Scientific classification
- Kingdom: Plantae
- Clade: Tracheophytes
- Clade: Gymnosperms
- Division: Pinophyta
- Class: Pinopsida
- Order: Cupressales
- Family: Cupressaceae
- Subfamily: Cupressoideae
- Genus: Thujopsis
- Species: T. dolabrata
- Binomial name: Thujopsis dolabrata (Thunb. ex L. f.) Siebold & Zucc.

= Thujopsis =

- Genus: Thujopsis
- Species: dolabrata
- Authority: (Thunb. ex L. f.) Siebold & Zucc.
- Conservation status: LC

Genus of conifers

Thujopsis (/θjuːˈdʒɒpsᵻs/) is a genus of conifer in the cypress family, Cupressaceae, the sole member of which is Thujopsis dolabrata.
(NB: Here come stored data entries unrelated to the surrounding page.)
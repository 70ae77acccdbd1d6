use std::str::FromStr;

use deadpool_postgres::{
    Config, CreatePoolError, ManagerConfig, Pool, PoolError, RecyclingMethod, Runtime,
};
use thiserror::Error;
use tokio_postgres::NoTls;
use tracing::instrument;

pub type PgPool = Pool;

#[derive(Debug, Error)]
pub enum DbPoolError {
    #[error("invalid database url: {0}")]
    InvalidConfig(String),
    #[error("failed to create database pool: {0}")]
    PoolCreation(#[from] CreatePoolError),
    #[error("failed to get postgres connection: {0}")]
    Connection(#[from] PoolError),
    #[error("database ping failed: {0}")]
    Ping(#[from] tokio_postgres::Error),
}

/// Builds the pool lazily; no connection is opened until first use.
pub fn create_pool_from_url(db_url: &str) -> Result<PgPool, DbPoolError> {
    tokio_postgres::Config::from_str(db_url)
        .map_err(|e| DbPoolError::InvalidConfig(e.to_string()))?;

    let mut cfg = Config::new();
    cfg.url = Some(db_url.to_string());
    cfg.manager = Some(ManagerConfig {
        recycling_method: RecyclingMethod::Fast,
    });

    Ok(cfg.create_pool(Some(Runtime::Tokio1), NoTls)?)
}

/// Like [`create_pool_from_url`] but fails fast when the database is unreachable.
#[instrument(skip_all)]
pub async fn create_pool_from_url_checked(db_url: &str) -> Result<PgPool, DbPoolError> {
    let pool = create_pool_from_url(db_url)?;
    {
        let client = pool.get().await?;
        client.simple_query("SELECT 1").await?;
    }
    Ok(pool)
}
It is endemic to Japan, where it is known as asunaro (あすなろ). It is similar to the closely related genus Thuja (arborvitae), differing in its broader, thicker leaves and cones.

== Etymology ==
A popular allegory for the etymology of asunaro is asu wa hinoki ni narou (明日はヒノキになろう), literally "tomorrow it will become a hinoki cypress", i.e. the tree looks like a smaller version of the common hinoki cypress.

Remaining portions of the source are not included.